5 | You’re forgetting to reapply
Just because it says it’s suitable for the pool/sand/beach/ocean/sport does not actually mean it’s going to last through two diaper chances, three life guard time outs, and sand volleyball. Sunscreen is not a wetsuit. It can still wash off as time goes on. So, reapply no matter what the SPF and no matter how much your kids whine about it.

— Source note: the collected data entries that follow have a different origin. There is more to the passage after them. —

//! WebSocket surface: connection tracking, the upgrade handler, heartbeat
//! pings and the in-process delivery gateway.

pub mod gateway;
mod handler;
mod heartbeat;
pub mod manager;

pub use gateway::WsGateway;
pub use handler::{handle_text, receive_until_expiry, ws_handler, SessionEnd};
pub use heartbeat::start_heartbeat;
pub use manager::WsManager;
pub mod error;
pub mod job_events;
pub mod job_status;
pub mod retry;
pub mod stages;
pub mod storage_keys;
pub mod transcript;
pub mod types;
//! Error classes and per-class retry policy for stage invocations.
//!
//! Attempts are counted per error class and include the first invocation:
//! a rule with `max_attempts = 2` allows one retry after the first failure of
//! that class. The delay before retry `k` is
//! `initial_delay * backoff_rate^(k-1)`, optionally clamped to `max_delay`.

use std::time::Duration;

use serde::{Deserialize, Serialize};

/// Classification of a stage failure.
#[derive(Debug, Clone, Copy, PartialEq, Eq, Hash, Serialize, Deserialize)]
pub enum ErrorClass {
    /// Malformed input or unsupported format. Never retried.
    Validation,
    /// Capacity exhaustion or execution-environment fault.
    TransientInfrastructure,
    /// The worker crashed, returned failure or timed out.
    TaskExecution,
}

impl ErrorClass {
    /// Name recorded in a failed job's `error_message`.
    pub fn name(self) -> &'static str {
        match self {
            ErrorClass::Validation => "ValidationError",
            ErrorClass::TransientInfrastructure => "TransientInfrastructureError",
            ErrorClass::TaskExecution => "TaskExecutionError",
        }
    }
}

impl std::fmt::Display for ErrorClass {
    fn fmt(&self, f: &mut std::fmt::Formatter<'_>) -> std::fmt::Result {
        f.write_str(self.name())
    }
}

/// Retry budget and backoff for one error class.
#[derive(Debug, Clone, Copy, PartialEq)]
pub struct RetryRule {
    /// Total invocations allowed for this class, first attempt included.
    pub max_attempts: u32,
    /// Delay before the first retry.
    pub initial_delay: Duration,
    /// Factor by which the delay grows after each retry.
    pub backoff_rate: f64,
    /// Optional upper bound on any single delay.
    pub max_delay: Option<Duration>,
}

impl RetryRule {
    /// A rule that never retries.
    pub const fn no_retry() -> Self {
        Self {
            max_attempts: 1,
            initial_delay: Duration::ZERO,
            backoff_rate: 1.0,
            max_delay: None,
        }
    }

    /// Backoff before retry number `retry` (1-based).
    ///
    /// Rates below 1.0 are treated as 1.0 so the sequence never decreases.
    pub fn delay_for_retry(&self, retry: u32) -> Duration {
        if self.initial_delay.is_zero() {
            return Duration::ZERO;
        }
        let exponent = retry.saturating_sub(1).min(i32::MAX as u32) as i32;
        let rate = self.backoff_rate.max(1.0);
        let secs = self.initial_delay.as_secs_f64() * rate.powi(exponent);
        let delay = Duration::try_from_secs_f64(secs).unwrap_or(Duration::MAX);
        match self.max_delay {
            Some(max) => delay.min(max),
            None => delay,
        }
    }
}

/// What to do after a stage failure.
#[derive(Debug, Clone, Copy, PartialEq, Eq)]
pub enum RetryDecision {
    /// Invoke the stage again after `delay`.
    Retry { delay: Duration },
    /// Budget exhausted (or class not retryable): go to the failure branch.
    GiveUp,
}

/// Per-class retry policy.
#[derive(Debug, Clone, Copy, PartialEq)]
pub struct RetryPolicy {
    pub transient: RetryRule,
    pub task_execution: RetryRule,
}

impl Default for RetryPolicy {
    fn default() -> Self {
        Self {
            transient: RetryRule {
                max_attempts: 5,
                initial_delay: Duration::from_secs(60),
                backoff_rate: 2.0,
                max_delay: None,
            },
            task_execution: RetryRule {
                max_attempts: 2,
                initial_delay: Duration::from_secs(30),
                backoff_rate: 2.0,
                max_delay: None,
            },
        }
    }
}

impl RetryPolicy {
    pub fn rule_for(&self, class: ErrorClass) -> RetryRule {
        match class {
            ErrorClass::Validation => RetryRule::no_retry(),
            ErrorClass::TransientInfrastructure => self.transient,
            ErrorClass::TaskExecution => self.task_execution,
        }
    }

    /// Decide after the `failures`-th failure (1-based) of `class` on a stage.
    pub fn decide(&self, class: ErrorClass, failures: u32) -> RetryDecision {
        let rule = self.rule_for(class);
        if failures < rule.max_attempts {
            RetryDecision::Retry {
                delay: rule.delay_for_retry(failures),
            }
        } else {
            RetryDecision::GiveUp
        }
    }
}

6 | You’re spraying without rubbing in
I hate goop on my hands. I think the pottery scene from “Ghost” is gross and I don’t like Pinterest activities that create any kind of Floam, slime, or playdough. Which is why I always buy the spray-on sunscreen. We spray and spray until the kids are running through it like the rinse cycle at the car wash. Spray all you want – you still have to rub it in. I learned this the hard way by coming home from the inaugural pool opening striped red and white like a summer candy cane. No matter the type, make sure you rub it in just like lotion to get the skin to absorb it. Face your fear of the goop factor.
7 | You’re expired
We have a bin in our medicine cabin that’s probably poisonous. Every single Neosporin tube and antacid and liquid Tylenol is crusty and a different color than it was intended to be. Sunscreen, it turns out, has an expiration date. And you actually need to look at it. Luckily, it’s not just going to stop when it hits that “use by” date, but it will lose effectiveness. So, check the tube and ditch the stuff that hasn’t seen light since 1993.
No matter how you do it, any sunscreen is better than none. And it’s certainly better than the Hawaiian Tropic oils we used to slather on. But if you’re going to get out there, you might as well get the most for your time and money and do it up right.